Entre tanto la opinión sigue la evolución del caso, que llevan prestigiosos abogados, con obsesión morbosa, el amarillismo cunde y se explota el escándalo. Y tal como se dijo ayer en El Nuevo Siglo, el asunto escabroso se torna en un verdadero galimatías, mientras que la misma institución de la Fiscalía se ve envuelta en el drama de los débiles indicios, los testigos falsos, la investigación persiguiendo una vía sesgada dentro del esquema espectáculo. El fiscal del caso aparece dando declaraciones a diario, seguramente con la mejor de las intenciones, sin percatarse de que la opinión pública se polariza y se intoxica presumiendo culpables que pueden ser inocentes, o lo contrario.
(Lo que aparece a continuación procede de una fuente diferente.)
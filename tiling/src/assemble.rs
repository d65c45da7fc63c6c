//! Reassembly of tiles into a single image.
//!
//! Tiles are pasted onto a blank canvas with the dimensions of the bound
//! source image. Each input says where it goes in one of three ways:
//!
//! | Input                  | Placement                                         |
//! |------------------------|---------------------------------------------------|
//! | `Identifier(path)`     | `x_<left>_y_<top>` parsed from the file name       |
//! | `Positioned(rect, img)`| `rect`'s top-left corner, taken as-is              |
//! | `Bare(img)`            | next rectangle of the canonical row-major order    |
//!
//! Identifiers naming a rotated or flipped derivative are skipped. Bare
//! images must therefore arrive sorted left-to-right, top-to-bottom.
//!
//! A paste never reaches past its cell: identifier tiles cover
//! `tile_size × tile_size` from their parsed corner, the others cover their
//! rectangle. Larger images are cropped to the cell, and whatever falls
//! outside the canvas (including negative identifier coordinates) is clipped.

use std::fmt;
use std::path::PathBuf;
use std::str::FromStr;

use image::{imageops, DynamicImage, GenericImageView};
use tracing::{debug, info};

use crate::codec::ImageCodec;
use crate::error::TilingError;
use crate::grid::{BoundGrid, ImageDimensions, TileRect};
use crate::identifier::{parse_identifier, ParsedIdentifier};

/// Pixel layout of the assembled canvas.
///
/// Names follow the common `L` / `LA` / `RGB` / `RGBA` mode strings.
#[derive(Debug, Clone, Copy, PartialEq, Eq, Hash, Default)]
pub enum ColorMode {
    /// 8-bit grayscale.
    L,
    /// 8-bit grayscale with alpha.
    La,
    /// 8-bit RGB.
    #[default]
    Rgb,
    /// 8-bit RGB with alpha.
    Rgba,
}

impl ColorMode {
    /// Allocate a zero-filled (black, fully transparent) canvas.
    pub fn blank_canvas(&self, dimensions: ImageDimensions) -> DynamicImage {
        let ImageDimensions { width, height } = dimensions;
        match self {
            ColorMode::L => DynamicImage::new_luma8(width, height),
            ColorMode::La => DynamicImage::new_luma_a8(width, height),
            ColorMode::Rgb => DynamicImage::new_rgb8(width, height),
            ColorMode::Rgba => DynamicImage::new_rgba8(width, height),
        }
    }

    pub fn name(&self) -> &'static str {
        match self {
            ColorMode::L => "L",
            ColorMode::La => "LA",
            ColorMode::Rgb => "RGB",
            ColorMode::Rgba => "RGBA",
        }
    }
}

impl fmt::Display for ColorMode {
    fn fmt(&self, f: &mut fmt::Formatter<'_>) -> fmt::Result {
        f.write_str(self.name())
    }
}

impl FromStr for ColorMode {
    type Err = TilingError;

    fn from_str(s: &str) -> Result<Self, Self::Err> {
        match s.to_ascii_uppercase().as_str() {
            "L" => Ok(ColorMode::L),
            "LA" => Ok(ColorMode::La),
            "RGB" => Ok(ColorMode::Rgb),
            "RGBA" => Ok(ColorMode::Rgba),
            _ => Err(TilingError::InvalidConfig(format!(
                "unknown color mode '{}' (expected L, LA, RGB or RGBA)",
                s
            ))),
        }
    }
}

/// One tile handed to [`assemble`].
#[derive(Debug, Clone)]
pub enum TileInput {
    /// Path of a tile file whose name encodes its position.
    Identifier(PathBuf),
    /// Image with an explicit target rectangle.
    Positioned(TileRect, DynamicImage),
    /// Image without position; placed by traversal order.
    Bare(DynamicImage),
}

impl From<PathBuf> for TileInput {
    fn from(path: PathBuf) -> Self {
        TileInput::Identifier(path)
    }
}

impl From<&str> for TileInput {
    fn from(path: &str) -> Self {
        TileInput::Identifier(PathBuf::from(path))
    }
}

impl From<String> for TileInput {
    fn from(path: String) -> Self {
        TileInput::Identifier(PathBuf::from(path))
    }
}

impl From<(TileRect, DynamicImage)> for TileInput {
    fn from((rect, image): (TileRect, DynamicImage)) -> Self {
        TileInput::Positioned(rect, image)
    }
}

impl From<DynamicImage> for TileInput {
    fn from(image: DynamicImage) -> Self {
        TileInput::Bare(image)
    }
}

/// Result of an assembly run with placement counts.
#[derive(Debug, Clone)]
pub struct Assembly {
    pub canvas: DynamicImage,
    /// Tiles pasted onto the canvas.
    pub placed: usize,
    /// Derivative identifiers that were skipped.
    pub skipped: usize,
}

/// Assemble tiles onto a canvas the size of the bound image.
///
/// Inputs are consumed once, in order; later tiles overwrite earlier ones
/// where they overlap. Pasting replaces pixels, is bounded to the tile's
/// cell and clips at the canvas edge.
///
/// # Errors
///
/// - `TilingError::Parse` if a non-derivative identifier lacks
///   `x_<left>_y_<top>`
/// - `TilingError::GridExhausted` if more bare images are given than the grid
///   has rectangles
/// - `TilingError::Codec` if an identifier's file cannot be decoded
///
/// Any error aborts the whole call.
///
/// # Example
///
/// ```
/// use image::DynamicImage;
/// use tiling::assemble::{assemble, ColorMode, TileInput};
/// use tiling::codec::FsCodec;
/// use tiling::grid::{BoundGrid, GridConfig};
///
/// let config = GridConfig::new(2, None).unwrap();
/// let grid = BoundGrid::new(config, DynamicImage::new_rgb8(4, 2), "");
///
/// let tiles = vec![
///     TileInput::Bare(DynamicImage::new_rgb8(2, 2)),
///     TileInput::Bare(DynamicImage::new_rgb8(2, 2)),
/// ];
/// let canvas = assemble(&grid, &FsCodec::new(), tiles, ColorMode::Rgb).unwrap();
/// assert_eq!((canvas.width(), canvas.height()), (4, 2));
/// ```
pub fn assemble<I>(
    grid: &BoundGrid,
    codec: &dyn ImageCodec,
    tiles: I,
    mode: ColorMode,
) -> Result<DynamicImage, TilingError>
where
    I: IntoIterator,
    I::Item: Into<TileInput>,
{
    assemble_detailed(grid, codec, tiles, mode).map(|assembly| assembly.canvas)
}

/// Like [`assemble`], also reporting how many tiles were placed and skipped.
pub fn assemble_detailed<I>(
    grid: &BoundGrid,
    codec: &dyn ImageCodec,
    tiles: I,
    mode: ColorMode,
) -> Result<Assembly, TilingError>
where
    I: IntoIterator,
    I::Item: Into<TileInput>,
{
    let tile_size = grid.config().tile_size();
    let mut canvas = mode.blank_canvas(grid.dimensions());
    let mut rects = grid.tile_rects();
    let mut placed = 0;
    let mut skipped = 0;

    for tile in tiles {
        match tile.into() {
            TileInput::Identifier(path) => match parse_identifier(&path)? {
                ParsedIdentifier::Derivative => {
                    debug!(path = %path.display(), "Skipping derivative tile");
                    skipped += 1;
                }
                ParsedIdentifier::Position { left, top } => {
                    let image = codec.decode(&path)?;
                    paste(&mut canvas, &image, left, top, (tile_size, tile_size));
                    placed += 1;
                }
            },
            TileInput::Positioned(rect, image) => {
                paste_at_rect(&mut canvas, &image, &rect);
                placed += 1;
            }
            TileInput::Bare(image) => {
                let rect = rects.next().ok_or(TilingError::GridExhausted {
                    available: grid.tile_count(),
                })?;
                paste_at_rect(&mut canvas, &image, &rect);
                placed += 1;
            }
        }
    }

    info!(
        dimensions = %grid.dimensions(),
        mode = %mode,
        placed,
        skipped,
        "Assembled tiles"
    );
    Ok(Assembly {
        canvas,
        placed,
        skipped,
    })
}

fn paste_at_rect(canvas: &mut DynamicImage, tile: &DynamicImage, rect: &TileRect) {
    paste(
        canvas,
        tile,
        i64::from(rect.left),
        i64::from(rect.top),
        (rect.width(), rect.height()),
    );
}

/// Paste `tile` with its top-left corner at `(left, top)`, limited to a
/// `cell` of `(width, height)` and clipped to the canvas.
fn paste(canvas: &mut DynamicImage, tile: &DynamicImage, left: i64, top: i64, cell: (u32, u32)) {
    let width = tile.width().min(cell.0);
    let height = tile.height().min(cell.1);
    let off_canvas = left >= i64::from(canvas.width())
        || top >= i64::from(canvas.height())
        || left.saturating_add(i64::from(width)) <= 0
        || top.saturating_add(i64::from(height)) <= 0;
    if off_canvas || width == 0 || height == 0 {
        return;
    }

    if (width, height) == tile.dimensions() {
        imageops::replace(canvas, tile, left, top);
    } else {
        imageops::replace(canvas, &tile.crop_imm(0, 0, width, height), left, top);
    }
}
Hasta que la investigación se traslada a una fiscal que entra a estudiar a fondo el proceso y se tropieza con las declaraciones que buscan confundir el proceso, son los testigos falsos, con informes que no existen y un sartal de incoherencias que debe esclarecer. Como en otras sonadas investigaciones, incluso en la del magnicidio de Álvaro Gómez, donde testimonios sospechosos desvían la atención de los verdaderos culpables. Para sorpresa general, son tres los testigos cuyo falso testimonio está comprobado; uno de ellos confiesa que le pegó a la víctima, pero no lo mató.
El entuerto del crimen de Luis Colmenares pone en evidencia que el sistema de la oralidad, pese a ser tan antiguo y venir de los tiempos de la Inquisición, que también la hubo entre los anglosajones, tropieza con un obstáculo cultural que lo degrada, aquí faltar a la palabra dada, jurar en vano y acusar a los inocentes es común, se ha vuelto un negocio turbio que perturba el sistema judicial.